The mortgage equity withdrawal phenomenon – where households borrow to finance spending against the rising value of their home – was also less significant in Australia. Rather the increase in debt was largely focused on housing as increased debt enabled Australian’s to trade houses amongst themselves at ever higher prices.

This leaves much riding on the sustainability of high Australian house prices. If they tumble as in the US then the loss of wealth would likely impart significant upwards pressure on the household savings rate in a desire to reduce debt levels, resulting in significant weakness in consumer spending. On this front our view remains that while Australian house prices are significantly overvalued, the absence of widespread speculative demand and investor participation, slower growth in housing debt and a serious undersupply suggest the housing market is not in a bubble. In the absence of much higher interest rates, much higher unemployment or a huge increase in the supply of land – all of which seem unlikely in the near term – it’s hard to see a collapse in house prices. Which suggests that while growth in consumer spending may remain constrained it is likely to be reasonable.

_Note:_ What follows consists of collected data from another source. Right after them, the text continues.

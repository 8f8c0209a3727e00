//! Profile retrieval after a successful link.

// self
use crate::{
	_prelude::*,
	auth::AccessTokenResult,
	flows::Connector,
	obs::{self, FlowKind, FlowOutcome, FlowSpan},
	provider::ProviderProfile,
};

impl Connector {
	/// Fetches the linked user's profile with the issued tokens.
	pub async fn fetch_profile(&self, tokens: &AccessTokenResult) -> Result<ProviderProfile> {
		const KIND: FlowKind = FlowKind::Profile;

		let span = FlowSpan::new(KIND, self.name(), "fetch_profile");

		obs::record_flow_outcome(KIND, self.name(), FlowOutcome::Attempt);

		let result =
			span.instrument(self.strategy.fetch_profile(self.strategy_context(), tokens)).await;

		obs::record_flow_outcome(KIND, self.name(), FlowOutcome::of(&result));

		result
	}
}
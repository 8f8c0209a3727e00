//! Redacting wrapper for access, refresh, and OAuth1 token secrets.

// self
use crate::_prelude::*;

/// Token secret that keeps sensitive material out of `Debug`/`Display` output.
///
/// Serialization is transparent so host hooks can persist or forward the raw value.
#[derive(Clone, PartialEq, Eq, Serialize, Deserialize)]
#[serde(transparent)]
pub struct TokenSecret(String);
impl TokenSecret {
	/// Wraps a new secret string.
	pub fn new(value: impl Into<String>) -> Self {
		Self(value.into())
	}

	/// Returns the inner token value. Callers must avoid logging this string.
	pub fn expose(&self) -> &str {
		&self.0
	}

	/// Returns true when the provider handed back an empty value.
	pub fn is_empty(&self) -> bool {
		self.0.is_empty()
	}
}
impl AsRef<str> for TokenSecret {
	fn as_ref(&self) -> &str {
		self.expose()
	}
}
impl From<String> for TokenSecret {
	fn from(value: String) -> Self {
		Self(value)
	}
}
impl Debug for TokenSecret {
	fn fmt(&self, f: &mut Formatter) -> FmtResult {
		f.debug_tuple("TokenSecret").field(&"<redacted>").finish()
	}
}
impl Display for TokenSecret {
	fn fmt(&self, f: &mut Formatter) -> FmtResult {
		f.write_str("<redacted>")
	}
}

#[cfg(test)]
mod tests {
	// self
	use super::*;

	#[test]
	fn secret_formatters_redact() {
		let secret = TokenSecret::new("super-secret");

		assert_eq!(format!("{secret:?}"), "TokenSecret(\"<redacted>\")");
		assert_eq!(format!("{secret}"), "<redacted>");
	}

	#[test]
	fn secret_serializes_as_plain_string() {
		let secret: TokenSecret = serde_json::from_str("\"raw-token\"")
			.expect("Secret should deserialize from a string.");

		assert_eq!(secret.expose(), "raw-token");
		assert_eq!(
			serde_json::to_string(&secret).expect("Secret should serialize."),
			"\"raw-token\""
		);
	}
}
//! Host hook contract consumed by the authorization and callback flows.
//!
//! The engine never decides what happens after a link succeeds or fails; it hands the outcome
//! to a [`LinkHandler`] exactly once per callback and returns whatever the handler produces.

// self
use crate::{
	_prelude::*,
	auth::AccessTokenResult,
	error::HookError,
	flows::{AuthorizationQuery, Connector, RequestContext},
};

/// Boxed future returned by host hooks.
pub type HookFuture<'a, T> = Pin<Box<dyn Future<Output = T> + 'a + Send>>;

/// Successful link handed to [`LinkHandler::on_link`].
#[derive(Debug)]
pub struct LinkSuccess<'a> {
	/// Provider that completed the link.
	pub provider: &'a Connector,
	/// Tokens issued by the provider.
	pub data: AccessTokenResult,
	/// Callback request that completed the link.
	pub request: &'a RequestContext,
}

/// Failed link handed to [`LinkHandler::on_error`].
#[derive(Debug)]
pub struct LinkFailure<'a> {
	/// Provider whose callback failed.
	pub provider: &'a Connector,
	/// Normalized failure.
	pub error: Error,
	/// Callback request that failed.
	pub request: &'a RequestContext,
}

/// Host-supplied hooks that decide what happens around a login.
///
/// Every callback ends in exactly one call to either [`on_link`](Self::on_link) or
/// [`on_error`](Self::on_error); their common [`Response`](Self::Response) is returned to the
/// host's route handler unchanged.
pub trait LinkHandler: Send + Sync {
	/// Value produced by the terminal hooks.
	type Response: Send;

	/// Observes or extends the authorization query before it is encoded.
	///
	/// Returning an error aborts the authorization and no URL is produced.
	fn pre_auth_url<'a>(
		&'a self,
		_query: &'a mut AuthorizationQuery,
		_provider: &'a Connector,
		_request: &'a RequestContext,
	) -> HookFuture<'a, Result<(), HookError>> {
		Box::pin(async { Ok(()) })
	}

	/// Receives a successful link.
	fn on_link<'a>(&'a self, success: LinkSuccess<'a>) -> HookFuture<'a, Self::Response>;

	/// Receives a failed link.
	fn on_error<'a>(&'a self, failure: LinkFailure<'a>) -> HookFuture<'a, Self::Response>;
}

/// Handler that returns the issued tokens on success and the error on failure.
#[derive(Clone, Copy, Debug, Default)]
pub struct DefaultLinkHandler;
impl LinkHandler for DefaultLinkHandler {
	type Response = Result<AccessTokenResult>;

	fn on_link<'a>(&'a self, success: LinkSuccess<'a>) -> HookFuture<'a, Self::Response> {
		Box::pin(async move { Ok(success.data) })
	}

	fn on_error<'a>(&'a self, failure: LinkFailure<'a>) -> HookFuture<'a, Self::Response> {
		Box::pin(async move { Err(failure.error) })
	}
}
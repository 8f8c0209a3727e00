//! Scope sets and the per-provider scope specification.

// std
use std::collections::BTreeSet;
// crates.io
use serde::{Deserializer, Serializer, de::Error as DeError, ser::SerializeSeq};
// self
use crate::{_prelude::*, flows::RequestContext};

/// Errors emitted when validating scopes.
#[derive(Clone, Debug, PartialEq, Eq, Serialize, Deserialize, ThisError)]
pub enum ScopeValidationError {
	/// Empty scope entries are not allowed.
	#[error("Scope entries cannot be empty.")]
	Empty,
	/// Scopes cannot contain embedded whitespace characters.
	#[error("Scope contains whitespace: {scope}.")]
	ContainsWhitespace {
		/// The offending scope string.
		scope: String,
	},
}

/// Normalized set of OAuth scopes.
///
/// Scopes are deduplicated and sorted lexicographically so the serialized `scope` parameter is
/// stable no matter how the host listed them. Input order is not preserved: `["b", "a"]` is
/// sent as `scope=a%20b`. Providers that give meaning to scope order are not supported.
#[derive(Clone, Default, PartialEq, Eq, PartialOrd, Ord, Hash)]
pub struct ScopeSet(Arc<[String]>);
impl ScopeSet {
	/// Creates a normalized scope set from any iterator.
	pub fn new<I, S>(scopes: I) -> Result<Self, ScopeValidationError>
	where
		I: IntoIterator<Item = S>,
		S: Into<String>,
	{
		normalize(scopes).map(Self)
	}

	/// Number of distinct scopes.
	pub fn len(&self) -> usize {
		self.0.len()
	}

	/// Returns true if no scopes are defined.
	pub fn is_empty(&self) -> bool {
		self.0.is_empty()
	}

	/// Returns true if the normalized set contains the provided scope.
	pub fn contains(&self, scope: &str) -> bool {
		self.0.binary_search_by(|candidate| candidate.as_str().cmp(scope)).is_ok()
	}

	/// Iterator over normalized scopes.
	pub fn iter(&self) -> impl Iterator<Item = &str> {
		self.0.iter().map(|s| s.as_str())
	}

	/// Joins the sorted scopes with `delimiter`, returning `None` for an empty set.
	pub fn join(&self, delimiter: char) -> Option<String> {
		if self.is_empty() {
			return None;
		}

		let mut buf = String::new();

		for (idx, value) in self.iter().enumerate() {
			if idx > 0 {
				buf.push(delimiter);
			}

			buf.push_str(value);
		}

		Some(buf)
	}

	/// Returns the underlying slice of scope strings.
	pub fn as_slice(&self) -> &[String] {
		&self.0
	}
}
impl Debug for ScopeSet {
	fn fmt(&self, f: &mut Formatter) -> FmtResult {
		f.debug_tuple("ScopeSet").field(&self.0).finish()
	}
}
impl Display for ScopeSet {
	fn fmt(&self, f: &mut Formatter) -> FmtResult {
		f.write_str(&self.0.join(" "))
	}
}
impl TryFrom<Vec<String>> for ScopeSet {
	type Error = ScopeValidationError;

	fn try_from(value: Vec<String>) -> Result<Self, Self::Error> {
		Self::new(value)
	}
}
impl FromStr for ScopeSet {
	type Err = ScopeValidationError;

	fn from_str(s: &str) -> Result<Self, Self::Err> {
		if s.is_empty() {
			return Ok(Self::default());
		}
		if s.chars().all(char::is_whitespace) {
			return Err(ScopeValidationError::Empty);
		}

		Self::new(s.split_whitespace())
	}
}
impl Serialize for ScopeSet {
	fn serialize<S>(&self, serializer: S) -> Result<S::Ok, S::Error>
	where
		S: Serializer,
	{
		let mut seq = serializer.serialize_seq(Some(self.0.len()))?;

		for scope in self.0.iter() {
			seq.serialize_element(scope)?;
		}

		seq.end()
	}
}
impl<'de> Deserialize<'de> for ScopeSet {
	fn deserialize<D>(deserializer: D) -> Result<Self, D::Error>
	where
		D: Deserializer<'de>,
	{
		let values = <Vec<String>>::deserialize(deserializer)?;

		ScopeSet::new(values).map_err(DeError::custom)
	}
}

/// Host callback that computes scopes per authorization request.
pub type ComputeScopes = dyn Fn(&str, &RequestContext) -> Vec<String> + Send + Sync;

/// Where a provider's scopes come from.
///
/// Evaluated once per authorization request. Both variants yield a [`ScopeSet`], so computed
/// scopes are deduplicated and sorted the same way as fixed ones.
#[derive(Clone)]
pub enum ScopeSpec {
	/// Static scope list configured with the provider.
	Fixed(ScopeSet),
	/// Scopes computed from the provider name and the inbound request.
	Computed(Arc<ComputeScopes>),
}
impl ScopeSpec {
	/// Wraps a closure as a computed scope specification.
	pub fn computed<F>(f: F) -> Self
	where
		F: 'static + Fn(&str, &RequestContext) -> Vec<String> + Send + Sync,
	{
		Self::Computed(Arc::new(f))
	}

	/// Resolves the scope set for one authorization request.
	pub fn evaluate(
		&self,
		provider: &str,
		ctx: &RequestContext,
	) -> Result<ScopeSet, ScopeValidationError> {
		match self {
			Self::Fixed(scopes) => Ok(scopes.clone()),
			Self::Computed(compute) => ScopeSet::new(compute(provider, ctx)),
		}
	}
}
impl Default for ScopeSpec {
	fn default() -> Self {
		Self::Fixed(ScopeSet::default())
	}
}
impl From<ScopeSet> for ScopeSpec {
	fn from(value: ScopeSet) -> Self {
		Self::Fixed(value)
	}
}
impl Debug for ScopeSpec {
	fn fmt(&self, f: &mut Formatter) -> FmtResult {
		match self {
			Self::Fixed(scopes) => f.debug_tuple("Fixed").field(scopes).finish(),
			Self::Computed(_) => f.write_str("Computed(..)"),
		}
	}
}

fn normalize<I, S>(scopes: I) -> Result<Arc<[String]>, ScopeValidationError>
where
	I: IntoIterator<Item = S>,
	S: Into<String>,
{
	let mut set = BTreeSet::new();

	for scope in scopes {
		let owned: String = scope.into();

		if owned.is_empty() {
			return Err(ScopeValidationError::Empty);
		}
		if owned.chars().any(char::is_whitespace) {
			return Err(ScopeValidationError::ContainsWhitespace { scope: owned });
		}

		set.insert(owned);
	}

	Ok(Arc::from(set.into_iter().collect::<Vec<_>>()))
}
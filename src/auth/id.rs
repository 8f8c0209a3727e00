//! Provider names.

// std
use std::borrow::Borrow;
// self
use crate::_prelude::*;

const PROVIDER_ID_MAX_LEN: usize = 64;

/// Error returned when a provider name fails validation.
#[derive(Clone, Debug, PartialEq, Eq, ThisError)]
pub enum IdentifierError {
	/// The name was empty.
	#[error("Provider name cannot be empty.")]
	Empty,
	/// The name contains a character that is not safe inside a URL path segment.
	#[error("Provider name contains the unsupported character {ch:?}.")]
	InvalidCharacter {
		/// First offending character.
		ch: char,
	},
	/// The name exceeded the allowed length.
	#[error("Provider name exceeds {max} characters.")]
	TooLong {
		/// Maximum permitted length.
		max: usize,
	},
}

/// Provider name used in redirect URIs, route paths, and host hooks.
///
/// Names are restricted to ASCII letters, digits, `-`, `_`, and `.` so they can be embedded in
/// `/oauth/{name}` without escaping.
#[derive(Clone, PartialEq, Eq, PartialOrd, Ord, Hash, Serialize, Deserialize)]
#[serde(try_from = "String", into = "String")]
pub struct ProviderId(String);
impl ProviderId {
	/// Validates and wraps a provider name.
	pub fn new(value: impl Into<String>) -> Result<Self, IdentifierError> {
		let value = value.into();

		validate(&value)?;

		Ok(Self(value))
	}

	/// Borrowed name.
	pub fn as_str(&self) -> &str {
		&self.0
	}
}
impl AsRef<str> for ProviderId {
	fn as_ref(&self) -> &str {
		&self.0
	}
}
impl Borrow<str> for ProviderId {
	fn borrow(&self) -> &str {
		&self.0
	}
}
impl From<ProviderId> for String {
	fn from(value: ProviderId) -> Self {
		value.0
	}
}
impl TryFrom<String> for ProviderId {
	type Error = IdentifierError;

	fn try_from(value: String) -> Result<Self, Self::Error> {
		Self::new(value)
	}
}
impl FromStr for ProviderId {
	type Err = IdentifierError;

	fn from_str(s: &str) -> Result<Self, Self::Err> {
		Self::new(s)
	}
}
impl Debug for ProviderId {
	fn fmt(&self, f: &mut Formatter) -> FmtResult {
		write!(f, "Provider({})", self.0)
	}
}
impl Display for ProviderId {
	fn fmt(&self, f: &mut Formatter) -> FmtResult {
		f.write_str(&self.0)
	}
}

fn validate(value: &str) -> Result<(), IdentifierError> {
	if value.is_empty() {
		return Err(IdentifierError::Empty);
	}
	if let Some(ch) =
		value.chars().find(|ch| !(ch.is_ascii_alphanumeric() || matches!(ch, '-' | '_' | '.')))
	{
		return Err(IdentifierError::InvalidCharacter { ch });
	}
	if value.len() > PROVIDER_ID_MAX_LEN {
		return Err(IdentifierError::TooLong { max: PROVIDER_ID_MAX_LEN });
	}

	Ok(())
}
//! Multi-provider registry that owns the host handler and dispatches by provider name.
//!
//! Route registration stays with the host web framework; the registry only derives the
//! redirect URI and route paths for each provider and forwards inbound requests to the right
//! [`Connector`].

// self
use crate::{
	_prelude::*,
	error::ConfigError,
	flows::{Connector, LinkHandler, RequestContext},
	http::TokenHttpClient,
	oauth::TokenExchangeClient,
	provider::{ProviderDescriptor, ProviderStrategy},
};
#[cfg(feature = "reqwest")] use crate::http::ReqwestHttpClient;

/// Serializable registry settings.
#[derive(Clone, Debug, PartialEq, Eq, Serialize, Deserialize)]
pub struct RegistryConfig {
	/// Public origin of the host application, e.g. `https://app.example.com`.
	pub base_url: Url,
}
impl RegistryConfig {
	/// Creates settings for `base_url`.
	pub fn new(base_url: Url) -> Self {
		Self { base_url }
	}

	/// Redirect URI registered with the provider: `{base_url}/oauth/{name}`.
	pub fn redirect_uri(&self, name: &str) -> Result<Url> {
		let base = self.base_url.as_str().trim_end_matches('/');

		Url::parse(&format!("{base}{}", Self::callback_path(name)))
			.map_err(|source| ConfigError::InvalidUrl { field: "redirect", source }.into())
	}

	/// Route path that begins authorization.
	pub fn request_path(name: &str) -> String {
		format!("/oauth/{name}/request")
	}

	/// Route path that receives the provider's callback.
	pub fn callback_path(name: &str) -> String {
		format!("/oauth/{name}")
	}
}

/// Providers keyed by name plus the host handler that receives every outcome.
pub struct LinkRegistry<H> {
	config: RegistryConfig,
	handler: H,
	client: TokenExchangeClient,
	connectors: BTreeMap<String, Connector>,
}
impl<H> LinkRegistry<H>
where
	H: LinkHandler,
{
	/// Creates an empty registry whose connectors share `http_client`.
	pub fn with_http_client(
		config: RegistryConfig,
		handler: H,
		http_client: impl TokenHttpClient,
	) -> Self {
		let client = TokenExchangeClient::new(http_client);

		Self { config, handler, client, connectors: BTreeMap::new() }
	}

	/// Registers a provider; its redirect URI is derived from the registry's base URL.
	pub fn register(
		&mut self,
		descriptor: ProviderDescriptor,
		strategy: Arc<dyn ProviderStrategy>,
	) -> Result<&Connector> {
		let name = descriptor.name().to_owned();

		if self.connectors.contains_key(&name) {
			return Err(ConfigError::DuplicateProvider { provider: name }.into());
		}

		let redirect_uri = self.config.redirect_uri(&name)?;
		let connector =
			Connector::with_client(descriptor, strategy, redirect_uri, self.client.clone());

		Ok(self.connectors.entry(name).or_insert(connector))
	}

	/// Returns the connector registered under `name`.
	pub fn connector(&self, name: &str) -> Result<&Connector> {
		self.connectors
			.get(name)
			.ok_or_else(|| ConfigError::UnknownProvider { provider: name.to_owned() }.into())
	}

	/// Iterates over registered provider names.
	pub fn providers(&self) -> impl Iterator<Item = &str> {
		self.connectors.keys().map(String::as_str)
	}

	/// Registry settings.
	pub fn config(&self) -> &RegistryConfig {
		&self.config
	}

	/// Host handler.
	pub fn handler(&self) -> &H {
		&self.handler
	}

	/// Handles the begin-authorization route for `name`.
	pub async fn authorization_url(&self, name: &str, request: &RequestContext) -> Result<Url> {
		self.connector(name)?.authorization_url(request, &self.handler).await
	}

	/// Handles the callback route for `name`.
	///
	/// Unknown providers fail before any hook runs; every other outcome goes through exactly one
	/// of the handler's terminal hooks.
	pub async fn handle_callback(
		&self,
		name: &str,
		request: &RequestContext,
	) -> Result<H::Response> {
		Ok(self.connector(name)?.handle_callback(request, &self.handler).await)
	}
}
#[cfg(feature = "reqwest")]
impl<H> LinkRegistry<H>
where
	H: LinkHandler,
{
	/// Creates an empty registry backed by a reqwest transport.
	pub fn new(config: RegistryConfig, handler: H) -> Result<Self> {
		Ok(Self::with_http_client(config, handler, ReqwestHttpClient::new()?))
	}
}
impl<H> Debug for LinkRegistry<H> {
	fn fmt(&self, f: &mut Formatter) -> FmtResult {
		f.debug_struct("LinkRegistry")
			.field("config", &self.config)
			.field("providers", &self.connectors.keys().collect::<Vec<_>>())
			.finish_non_exhaustive()
	}
}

One dampener though is the need for consumer spending to be constrained to make way for a likely boom in mining investment. Higher interest rates along with the surge in utility charges is likely to ensure that this will be the case.

Concluding comments

Over the last decade real growth in consumer spending in Australia averaged 3.5% pa, which was above average GDP growth of 3% pa. Going forward it is likely to average 2.75% pa, with rising spending on health, education and utilities likely to see slightly weaker growth in retail sales.

Important note: While every care has been taken in the preparation of this document, AMP Capital Investors Limited (ABN 59 001 777 591) (AFSL 232497) makes no representation or warranty as to the accuracy or completeness of any statement in it including, without limitation, any forecasts. Past performance is not a reliable indicator of future performance. This document has been prepared for the purpose of providing general information, without taking account of any particular investor’s objectives, financial situation or needs. An investor should, before making any investment decisions, consider the appropriateness of the information in this document, and seek professional advice, having regard to the investor’s objectives, financial situation and needs. This document is solely for the use of the party to whom it is provided.